Count the lines below with the string "warn" in them. Only the number should be given.

Data supplied START

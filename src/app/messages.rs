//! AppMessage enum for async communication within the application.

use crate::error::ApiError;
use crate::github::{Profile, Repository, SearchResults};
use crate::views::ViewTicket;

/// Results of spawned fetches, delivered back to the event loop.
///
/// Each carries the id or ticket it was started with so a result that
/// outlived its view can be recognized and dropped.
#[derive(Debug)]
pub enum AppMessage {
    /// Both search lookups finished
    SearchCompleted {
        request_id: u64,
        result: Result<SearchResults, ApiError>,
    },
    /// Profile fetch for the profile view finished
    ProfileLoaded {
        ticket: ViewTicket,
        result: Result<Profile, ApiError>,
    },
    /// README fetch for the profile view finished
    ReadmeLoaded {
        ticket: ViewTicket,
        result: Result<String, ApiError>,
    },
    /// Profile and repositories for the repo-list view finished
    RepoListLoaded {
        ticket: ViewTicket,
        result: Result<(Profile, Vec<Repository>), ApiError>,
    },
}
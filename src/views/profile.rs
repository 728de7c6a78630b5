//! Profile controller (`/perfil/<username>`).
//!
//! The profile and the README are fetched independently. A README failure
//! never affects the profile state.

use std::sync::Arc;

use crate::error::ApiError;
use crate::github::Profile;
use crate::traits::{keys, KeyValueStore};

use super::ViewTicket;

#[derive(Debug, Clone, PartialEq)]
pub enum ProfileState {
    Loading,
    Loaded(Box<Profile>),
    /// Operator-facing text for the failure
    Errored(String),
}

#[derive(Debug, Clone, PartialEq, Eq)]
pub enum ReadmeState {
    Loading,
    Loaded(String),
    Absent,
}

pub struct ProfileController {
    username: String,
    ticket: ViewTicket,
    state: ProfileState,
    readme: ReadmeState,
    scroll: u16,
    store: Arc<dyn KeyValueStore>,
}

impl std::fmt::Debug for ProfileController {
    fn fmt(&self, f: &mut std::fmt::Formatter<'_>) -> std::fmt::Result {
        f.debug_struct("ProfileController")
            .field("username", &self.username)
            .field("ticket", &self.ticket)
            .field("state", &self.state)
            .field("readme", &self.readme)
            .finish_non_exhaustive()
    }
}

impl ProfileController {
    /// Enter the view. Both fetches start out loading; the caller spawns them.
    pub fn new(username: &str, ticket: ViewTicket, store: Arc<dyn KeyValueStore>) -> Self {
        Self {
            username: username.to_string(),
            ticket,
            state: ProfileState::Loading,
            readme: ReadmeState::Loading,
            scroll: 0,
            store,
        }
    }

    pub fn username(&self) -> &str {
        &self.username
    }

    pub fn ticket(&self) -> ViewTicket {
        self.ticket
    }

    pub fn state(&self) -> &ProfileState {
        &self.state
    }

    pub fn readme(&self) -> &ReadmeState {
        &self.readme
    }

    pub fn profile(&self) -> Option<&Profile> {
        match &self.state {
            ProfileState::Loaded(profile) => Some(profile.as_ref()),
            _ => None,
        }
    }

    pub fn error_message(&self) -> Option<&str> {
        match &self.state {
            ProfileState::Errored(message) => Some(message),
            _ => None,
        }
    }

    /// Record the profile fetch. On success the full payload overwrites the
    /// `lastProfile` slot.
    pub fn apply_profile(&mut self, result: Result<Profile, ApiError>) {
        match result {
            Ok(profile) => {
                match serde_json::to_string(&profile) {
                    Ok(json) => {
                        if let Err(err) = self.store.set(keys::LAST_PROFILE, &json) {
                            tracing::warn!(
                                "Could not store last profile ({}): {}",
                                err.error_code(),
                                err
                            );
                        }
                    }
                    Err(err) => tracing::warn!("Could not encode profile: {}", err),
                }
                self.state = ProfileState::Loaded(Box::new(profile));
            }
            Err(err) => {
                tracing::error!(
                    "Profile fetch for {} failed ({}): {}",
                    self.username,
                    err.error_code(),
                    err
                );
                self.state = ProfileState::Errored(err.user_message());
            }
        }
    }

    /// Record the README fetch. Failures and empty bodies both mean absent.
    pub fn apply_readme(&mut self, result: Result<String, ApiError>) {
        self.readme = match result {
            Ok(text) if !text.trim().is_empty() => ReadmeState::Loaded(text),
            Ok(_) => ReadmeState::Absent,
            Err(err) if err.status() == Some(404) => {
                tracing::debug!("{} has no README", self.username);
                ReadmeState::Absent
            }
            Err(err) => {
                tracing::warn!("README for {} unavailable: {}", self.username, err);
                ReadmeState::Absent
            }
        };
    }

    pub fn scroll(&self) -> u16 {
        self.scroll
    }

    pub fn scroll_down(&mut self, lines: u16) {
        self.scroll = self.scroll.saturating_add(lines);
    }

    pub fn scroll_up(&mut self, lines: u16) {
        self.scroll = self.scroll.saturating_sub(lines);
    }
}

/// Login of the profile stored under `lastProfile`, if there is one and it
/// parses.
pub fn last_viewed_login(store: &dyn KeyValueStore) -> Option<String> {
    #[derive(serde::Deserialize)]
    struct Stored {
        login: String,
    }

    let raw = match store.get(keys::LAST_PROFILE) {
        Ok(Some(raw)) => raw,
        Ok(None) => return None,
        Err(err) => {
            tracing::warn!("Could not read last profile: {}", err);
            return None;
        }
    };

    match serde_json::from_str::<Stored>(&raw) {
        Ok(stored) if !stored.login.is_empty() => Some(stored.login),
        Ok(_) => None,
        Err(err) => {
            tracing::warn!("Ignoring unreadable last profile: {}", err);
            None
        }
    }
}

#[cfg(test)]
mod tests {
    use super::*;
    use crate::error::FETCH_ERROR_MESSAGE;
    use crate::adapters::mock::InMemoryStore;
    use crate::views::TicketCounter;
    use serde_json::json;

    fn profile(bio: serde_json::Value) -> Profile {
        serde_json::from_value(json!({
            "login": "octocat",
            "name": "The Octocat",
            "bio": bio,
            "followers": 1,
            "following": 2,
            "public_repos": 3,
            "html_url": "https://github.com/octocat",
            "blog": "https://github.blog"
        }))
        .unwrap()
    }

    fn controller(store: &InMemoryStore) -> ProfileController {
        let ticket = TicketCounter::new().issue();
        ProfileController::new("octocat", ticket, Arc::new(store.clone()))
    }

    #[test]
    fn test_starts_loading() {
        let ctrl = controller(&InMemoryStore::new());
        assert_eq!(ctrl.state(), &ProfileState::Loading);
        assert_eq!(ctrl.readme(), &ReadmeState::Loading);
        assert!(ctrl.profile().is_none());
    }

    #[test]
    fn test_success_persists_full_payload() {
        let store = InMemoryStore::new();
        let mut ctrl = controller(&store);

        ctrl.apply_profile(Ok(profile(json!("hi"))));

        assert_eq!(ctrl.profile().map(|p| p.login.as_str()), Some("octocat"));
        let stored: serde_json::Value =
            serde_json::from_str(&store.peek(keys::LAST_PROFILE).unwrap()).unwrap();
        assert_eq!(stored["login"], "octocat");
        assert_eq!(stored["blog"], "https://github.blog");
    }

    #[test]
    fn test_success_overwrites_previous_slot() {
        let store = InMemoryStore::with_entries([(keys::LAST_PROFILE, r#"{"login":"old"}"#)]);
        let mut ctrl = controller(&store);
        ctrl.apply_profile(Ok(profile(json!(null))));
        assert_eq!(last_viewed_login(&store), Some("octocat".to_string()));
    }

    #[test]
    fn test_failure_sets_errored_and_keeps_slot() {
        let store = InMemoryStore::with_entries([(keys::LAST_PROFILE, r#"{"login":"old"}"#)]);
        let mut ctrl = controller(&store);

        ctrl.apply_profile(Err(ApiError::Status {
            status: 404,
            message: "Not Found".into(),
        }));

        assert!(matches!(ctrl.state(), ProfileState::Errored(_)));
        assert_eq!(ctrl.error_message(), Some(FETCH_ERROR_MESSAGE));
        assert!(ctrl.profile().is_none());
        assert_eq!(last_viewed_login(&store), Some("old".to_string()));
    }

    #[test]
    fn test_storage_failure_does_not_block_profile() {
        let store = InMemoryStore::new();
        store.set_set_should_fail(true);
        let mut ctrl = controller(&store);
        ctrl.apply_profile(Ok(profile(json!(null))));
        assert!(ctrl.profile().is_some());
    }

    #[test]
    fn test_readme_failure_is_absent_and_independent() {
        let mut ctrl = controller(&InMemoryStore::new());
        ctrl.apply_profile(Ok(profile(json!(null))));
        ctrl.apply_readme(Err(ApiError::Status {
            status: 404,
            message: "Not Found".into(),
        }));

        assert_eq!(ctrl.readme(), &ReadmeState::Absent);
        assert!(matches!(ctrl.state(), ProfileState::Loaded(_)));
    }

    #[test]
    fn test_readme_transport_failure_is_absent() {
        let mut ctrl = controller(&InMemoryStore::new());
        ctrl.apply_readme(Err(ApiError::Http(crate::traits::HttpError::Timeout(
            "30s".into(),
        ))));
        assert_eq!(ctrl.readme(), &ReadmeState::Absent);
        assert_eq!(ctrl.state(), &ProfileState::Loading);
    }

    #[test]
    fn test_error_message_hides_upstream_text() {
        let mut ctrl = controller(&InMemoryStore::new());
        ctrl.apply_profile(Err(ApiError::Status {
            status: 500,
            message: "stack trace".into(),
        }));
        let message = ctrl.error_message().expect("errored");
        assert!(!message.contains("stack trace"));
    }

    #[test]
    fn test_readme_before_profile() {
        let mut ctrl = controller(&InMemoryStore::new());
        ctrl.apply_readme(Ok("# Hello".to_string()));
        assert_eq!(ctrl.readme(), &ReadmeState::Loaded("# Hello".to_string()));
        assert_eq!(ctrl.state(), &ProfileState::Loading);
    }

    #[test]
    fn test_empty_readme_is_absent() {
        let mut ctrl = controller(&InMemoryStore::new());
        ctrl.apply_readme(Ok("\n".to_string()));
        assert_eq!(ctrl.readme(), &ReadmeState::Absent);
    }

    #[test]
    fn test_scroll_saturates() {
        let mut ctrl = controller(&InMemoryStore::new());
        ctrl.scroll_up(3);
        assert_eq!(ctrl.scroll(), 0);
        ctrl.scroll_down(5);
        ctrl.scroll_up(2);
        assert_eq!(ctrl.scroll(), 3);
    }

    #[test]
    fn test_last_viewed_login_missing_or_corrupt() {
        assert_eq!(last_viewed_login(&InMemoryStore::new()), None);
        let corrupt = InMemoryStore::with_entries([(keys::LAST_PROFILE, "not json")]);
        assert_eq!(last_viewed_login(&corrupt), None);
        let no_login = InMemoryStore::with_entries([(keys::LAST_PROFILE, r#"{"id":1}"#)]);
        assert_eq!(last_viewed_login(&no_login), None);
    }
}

Data supplied END

## [Output for this task]
5